START Records to use
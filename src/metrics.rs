/// Metrics and telemetry
///
/// Provides Prometheus-compatible metrics for monitoring:
/// - HTTP request counts and latencies
/// - Caller name cache hit/miss rates and coalesced lookups
/// - Provider fetch outcomes
/// - Verification outcomes
/// - Background job execution

use lazy_static::lazy_static;
use prometheus::{
    register_gauge, register_histogram_vec, register_int_counter, register_int_counter_vec,
    register_int_gauge, Encoder, Gauge, HistogramVec, IntCounter, IntCounterVec, IntGauge,
    TextEncoder,
};

lazy_static! {
    // ========== HTTP Metrics ==========

    /// Total HTTP requests by method, path, and status
    pub static ref HTTP_REQUESTS_TOTAL: IntCounterVec = register_int_counter_vec!(
        "http_requests_total",
        "Total number of HTTP requests",
        &["method", "path", "status"]
    )
    .unwrap();

    /// HTTP request duration in seconds
    pub static ref HTTP_REQUEST_DURATION_SECONDS: HistogramVec = register_histogram_vec!(
        "http_request_duration_seconds",
        "HTTP request latencies in seconds",
        &["method", "path"],
        vec![0.001, 0.005, 0.01, 0.025, 0.05, 0.1, 0.25, 0.5, 1.0, 2.5, 5.0, 10.0]
    )
    .unwrap();

    // ========== Cache Metrics ==========

    /// Cache hits by cache type
    pub static ref CACHE_HITS_TOTAL: IntCounterVec = register_int_counter_vec!(
        "cache_hits_total",
        "Total number of cache hits",
        &["cache_type"]
    )
    .unwrap();

    /// Cache misses by cache type
    pub static ref CACHE_MISSES_TOTAL: IntCounterVec = register_int_counter_vec!(
        "cache_misses_total",
        "Total number of cache misses",
        &["cache_type"]
    )
    .unwrap();

    /// Lookups that joined a fetch already in flight
    pub static ref CACHE_COALESCED_TOTAL: IntCounter = register_int_counter!(
        "cache_coalesced_lookups_total",
        "Total number of lookups served by an in-flight provider fetch"
    )
    .unwrap();

    /// Cache size (stored rows, live or expired)
    pub static ref CACHE_SIZE: IntGauge = register_int_gauge!(
        "cache_size",
        "Number of entries in cache"
    )
    .unwrap();

    // ========== Provider Metrics ==========

    /// Caller-ID provider fetches by outcome
    pub static ref PROVIDER_FETCHES_TOTAL: IntCounterVec = register_int_counter_vec!(
        "provider_fetches_total",
        "Total number of caller ID provider fetches",
        &["outcome"]
    )
    .unwrap();

    // ========== Verification Metrics ==========

    /// Verification results by status
    pub static ref VERIFICATIONS_TOTAL: IntCounterVec = register_int_counter_vec!(
        "verifications_total",
        "Total number of identity verifications",
        &["status"]
    )
    .unwrap();

    // ========== Background Job Metrics ==========

    /// Background job executions by job type and status
    pub static ref BACKGROUND_JOBS_TOTAL: IntCounterVec = register_int_counter_vec!(
        "background_jobs_total",
        "Total number of background job executions",
        &["job_type", "status"]
    )
    .unwrap();

    /// Background job duration in seconds
    pub static ref BACKGROUND_JOB_DURATION_SECONDS: HistogramVec = register_histogram_vec!(
        "background_job_duration_seconds",
        "Background job execution time in seconds",
        &["job_type"],
        vec![0.01, 0.05, 0.1, 0.5, 1.0, 5.0, 10.0, 30.0]
    )
    .unwrap();

    // ========== System Metrics ==========

    /// Application uptime in seconds
    pub static ref UPTIME_SECONDS: Gauge = register_gauge!(
        "uptime_seconds",
        "Application uptime in seconds"
    )
    .unwrap();
}

/// Render metrics in Prometheus text format
pub fn render_metrics() -> String {
    let encoder = TextEncoder::new();
    let metric_families = prometheus::gather();
    let mut buffer = Vec::new();
    if let Err(e) = encoder.encode(&metric_families, &mut buffer) {
        tracing::warn!("Failed to encode metrics: {}", e);
    }
    String::from_utf8_lossy(&buffer).into_owned()
}

/// Record an HTTP request
pub fn record_http_request(method: &str, path: &str, status: u16, duration: f64) {
    HTTP_REQUESTS_TOTAL
        .with_label_values(&[method, path, &status.to_string()])
        .inc();
    HTTP_REQUEST_DURATION_SECONDS
        .with_label_values(&[method, path])
        .observe(duration);
}

/// Record a cache access
pub fn record_cache_access(cache_type: &str, hit: bool) {
    if hit {
        CACHE_HITS_TOTAL.with_label_values(&[cache_type]).inc();
    } else {
        CACHE_MISSES_TOTAL.with_label_values(&[cache_type]).inc();
    }
}

/// Record a lookup that joined an in-flight fetch
pub fn record_coalesced_lookup() {
    CACHE_COALESCED_TOTAL.inc();
}

/// Record a provider fetch outcome ("found", "no_record", "unavailable")
pub fn record_provider_fetch(outcome: &str) {
    PROVIDER_FETCHES_TOTAL.with_label_values(&[outcome]).inc();
}

/// Record a verification result
pub fn record_verification(status: &str) {
    VERIFICATIONS_TOTAL.with_label_values(&[status]).inc();
}

/// Record a background job execution
pub fn record_background_job(job_type: &str, status: &str, duration: f64) {
    BACKGROUND_JOBS_TOTAL
        .with_label_values(&[job_type, status])
        .inc();
    BACKGROUND_JOB_DURATION_SECONDS
        .with_label_values(&[job_type])
        .observe(duration);
}

#[cfg(test)]
mod tests {
    use super::*;

    #[test]
    fn test_record_http_request() {
        record_http_request("GET", "/lookup", 200, 0.05);
        let metrics = render_metrics();
        assert!(metrics.contains("http_requests_total"));
        assert!(metrics.contains("http_request_duration_seconds"));
    }

    #[test]
    fn test_record_cache_access() {
        record_cache_access("caller_name", true);
        record_cache_access("caller_name", false);
        record_coalesced_lookup();
        let metrics = render_metrics();
        assert!(metrics.contains("cache_hits_total"));
        assert!(metrics.contains("cache_misses_total"));
        assert!(metrics.contains("cache_coalesced_lookups_total"));
    }

    #[test]
    fn test_record_verification_and_provider() {
        record_provider_fetch("found");
        record_verification("verified");
        let metrics = render_metrics();
        assert!(metrics.contains("provider_fetches_total"));
        assert!(metrics.contains("verifications_total"));
    }

    #[test]
    fn test_record_background_job() {
        record_background_job("cache_purge", "success", 0.2);
        let metrics = render_metrics();
        assert!(metrics.contains("background_jobs_total"));
        assert!(metrics.contains("background_job_duration_seconds"));
    }
}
END Records to use
Required work
Every line from the top of the material above through the line holding "Provider fetch outcomes" should be reproduced word for word, and nothing beyond it.

Response area
filename src/metrics.rs
/// Metrics and telemetry
///
/// Provides Prometheus-compatible metrics for monitoring:
/// - HTTP request counts and latencies
/// - Caller name cache hit/miss rates and coalesced lookups
/// - Provider fetch outcomes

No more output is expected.